Data regarding the key cancer-related genes that were associated with initiation or progression of feline mammary tumours was extensively reviewed by Adega et al. (2016). In this report, only the feline cancer genes that currently present more promising results to be used as models of human breast cancer in a near future will be focused. At the primary sequence DNA level, the genes that are being analysed more extensively in feline mammary tumours are the TP53 suppressor gene and the growth factor genes, such as the epidermal growth factor receptor, the EGFR family, mainly the erb-B2 receptor tyrosine kinase 2 (usually named ERBB2, EGFR2, HER2, or NEU) (Ignar-Trowbridge et al. 1992; Buerger et al. 2000; Santos et al. 2012a, 2013b).

The mutations detected in TP53 gene in human breast cancer, among other gene mutations, seem to be associated with the most aggressive triple-negative breast cancer (Walerych et al. 2012). Some mutations in this gene have also been reported in cats with mammary tumours (Mayr et al. 1995a, 1998, 2000). In feline mammary carcinoma tissues, Nasir et al. (2000) detected a mutant p53 protein similar to what was reported for human breast cancer.

One of the most important genes for human breast cancer is the HER2 gene. In cats, HER2 gene at its DNA sequence was recently analysed for the first time (Santos et al. 2012a, 2013b) and was found that has no amplification with in situ hybridization techniques (Soares et al. 2013). The studies on HER2 expression in feline mammary tumours are more abundant (Adega et al. 2016). Some of these reports suggested that feline mammary tumours are a potential valuable model for HER2-negative human breast cancer, specifically those with a homologous gene behaviour and the recurrent occurrence of low HER2 expression levels in feline mammary tumours (Santos et al. 2013b). Moreover, it seems that feline mammary tumours can also be used as model for the HER2-positive human breast cancer (Soares et al. 2016a), since approximately 30% of feline mammary tumours test positive for the human epidermal growth factor receptor 2, which promotes the growth of cancer cells. However, Soares et al. (2016a) found that the HER2 protein in feline serum and in tumour tissue was associated with features of lower aggressiveness, contradicting what is described for humans. In fact, all these findings, together with the non-amplification of the HER2 gene (Soares et al. 2013), reinforce the need for more studies in order to clarify the biological role of this protein in feline mammary tumours.

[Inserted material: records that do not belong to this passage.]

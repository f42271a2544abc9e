pub mod lrclib;
pub mod segmenter;

pub use lrclib::LrclibClient;
pub use segmenter::HeuristicSegmenter;

/// Splits text into noun-phrase spans.
pub trait NlpSegmenter {
    fn segment_noun_phrases(&self, text: &str) -> Vec<String>;
}

/// Source of raw lyric texts for `(artist, track)` pairs.
///
/// May return fewer texts than requested; tracks without lyrics are skipped.
pub trait LyricProvider {
    fn fetch_lyrics(&self, queries: &[(String, String)]) -> Vec<String>;
}

/// Collapse line breaks to spaces and trim the ends.
pub fn clean_lyric(raw: &str) -> String {
    raw.replace("\r\n", " ")
        .replace(['\n', '\r'], " ")
        .trim()
        .to_string()
}

/// All noun phrases from every lyric text, in encounter order.
pub fn extract_chunks<S: NlpSegmenter + ?Sized>(corpus: &[String], segmenter: &S) -> Vec<String> {
    corpus
        .iter()
        .map(|raw| clean_lyric(raw))
        .filter(|text| !text.is_empty())
        .flat_map(|text| segmenter.segment_noun_phrases(&text))
        .collect()
}

#[cfg(test)]
mod tests {
    use super::*;
    use std::cell::RefCell;

    /// Records what it was asked to segment, returns each text's words as phrases.
    #[derive(Default)]
    struct Recorder {
        seen: RefCell<Vec<String>>,
    }

    impl NlpSegmenter for Recorder {
        fn segment_noun_phrases(&self, text: &str) -> Vec<String> {
            self.seen.borrow_mut().push(text.to_string());
            text.split_whitespace().map(str::to_string).collect()
        }
    }

    #[test]
    fn test_clean_lyric() {
        assert_eq!(clean_lyric("  line one\nline two\r\nthree\n"), "line one line two three");
        assert_eq!(clean_lyric("\n\n"), "");
    }

    #[test]
    fn test_extract_flattens_in_order() {
        let seg = Recorder::default();
        let corpus = vec!["a b\nc".to_string(), "d".to_string()];
        let chunks = extract_chunks(&corpus, &seg);
        assert_eq!(chunks, vec!["a", "b", "c", "d"]);
        assert_eq!(*seg.seen.borrow(), vec!["a b c", "d"]);
    }

    #[test]
    fn test_empty_corpus_gives_no_chunks() {
        let seg = Recorder::default();
        assert!(extract_chunks(&[], &seg).is_empty());
        assert!(seg.seen.borrow().is_empty());
    }

    #[test]
    fn test_blank_lyrics_skipped() {
        let seg = Recorder::default();
        let corpus = vec!["   \n ".to_string(), "hello there".to_string()];
        assert_eq!(extract_chunks(&corpus, &seg), vec!["hello", "there"]);
        assert_eq!(seg.seen.borrow().len(), 1);
    }
}
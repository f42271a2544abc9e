use super::{EngineError, RECOMMENDATION_COUNT, Result};
use crate::features::{FEATURE_COUNT, FeatureVector};

/// Every catalog index, nearest to the user's reference vector first.
#[derive(Debug, Clone, PartialEq)]
pub struct RankedOrder {
    /// Catalog indices in ranked order.
    pub order: Vec<usize>,
    /// Distance for each entry of `order` (same position).
    pub distances: Vec<f64>,
}

impl RankedOrder {
    pub fn len(&self) -> usize {
        self.order.len()
    }

    pub fn is_empty(&self) -> bool {
        self.order.is_empty()
    }

    /// Iterate `(catalog_index, distance)` nearest first.
    pub fn iter(&self) -> impl DoubleEndedIterator<Item = (usize, f64)> + '_ {
        self.order.iter().copied().zip(self.distances.iter().copied())
    }
}

/// Arithmetic mean of each column.
pub fn reference_vector(user: &[FeatureVector]) -> Result<FeatureVector> {
    if user.is_empty() {
        return Err(EngineError::EmptyUserProfile);
    }

    let mut means = [0.0_f64; FEATURE_COUNT];
    for vec in user {
        for (d, &val) in vec.values().iter().enumerate() {
            means[d] += val;
        }
    }
    for m in &mut means {
        *m /= user.len() as f64;
    }
    Ok(FeatureVector(means))
}

/// Rank the whole catalog by Euclidean distance to the mean user vector.
///
/// Both tables are expected to be normalized already. Ties keep catalog order.
pub fn rank(user: &[FeatureVector], catalog: &[FeatureVector]) -> Result<RankedOrder> {
    if user.is_empty() {
        return Err(EngineError::EmptyUserProfile);
    }
    if catalog.len() < RECOMMENDATION_COUNT {
        return Err(EngineError::InsufficientCatalog {
            rows: catalog.len(),
            required: RECOMMENDATION_COUNT,
        });
    }

    let reference = reference_vector(user)?;

    let mut distances: Vec<(usize, f64)> = catalog
        .iter()
        .enumerate()
        .map(|(i, row)| (i, reference.distance(row)))
        .collect();

    // Stable sort on an index-ordered vec keeps ties in catalog order
    distances.sort_by(|a, b| a.1.total_cmp(&b.1));

    let (order, distances) = distances.into_iter().unzip();
    Ok(RankedOrder { order, distances })
}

Genetic investigation is quintessential and has been gradually increasing over the last years. The study of specific genetic variations in genes known to be involved in mammary carcinogenesis will undoubtedly contribute to a wider understanding of this complex disease. This subject holds great promise in human breast cancer and in canine and feline mammary tumours’ clinical management because of its potential application in a preventive, diagnostic, and prognostic context and will certainly open new perspectives in determining potential targets for individual therapeutic approaches – the emerging trend called “theranostics” (Blomme and Spear 2010).

6 Conclusions

The “One Health” approach to oncologic diseases, including mammary tumours and other neoplasias, provides advances in the knowledge of malignancies and potentially an improvement in clinical outcomes for diseased humans and animals. The similar epidemiological, clinical, histological, molecular, and genetic features shared between human breast cancer and canine and feline mammary tumours described in this review represent important information to be used in research and in the clinical practice. However, despite the recent advances in diagnosis and treatment, breast cancer remains the leading cause of cancer-related mortality in women and also one of the most important causes of morbidity and mortality in canine and feline oncology. Future studies, using the “One Health” approach, might contribute to obtaining relevant knowledge in the clinical management of this disease.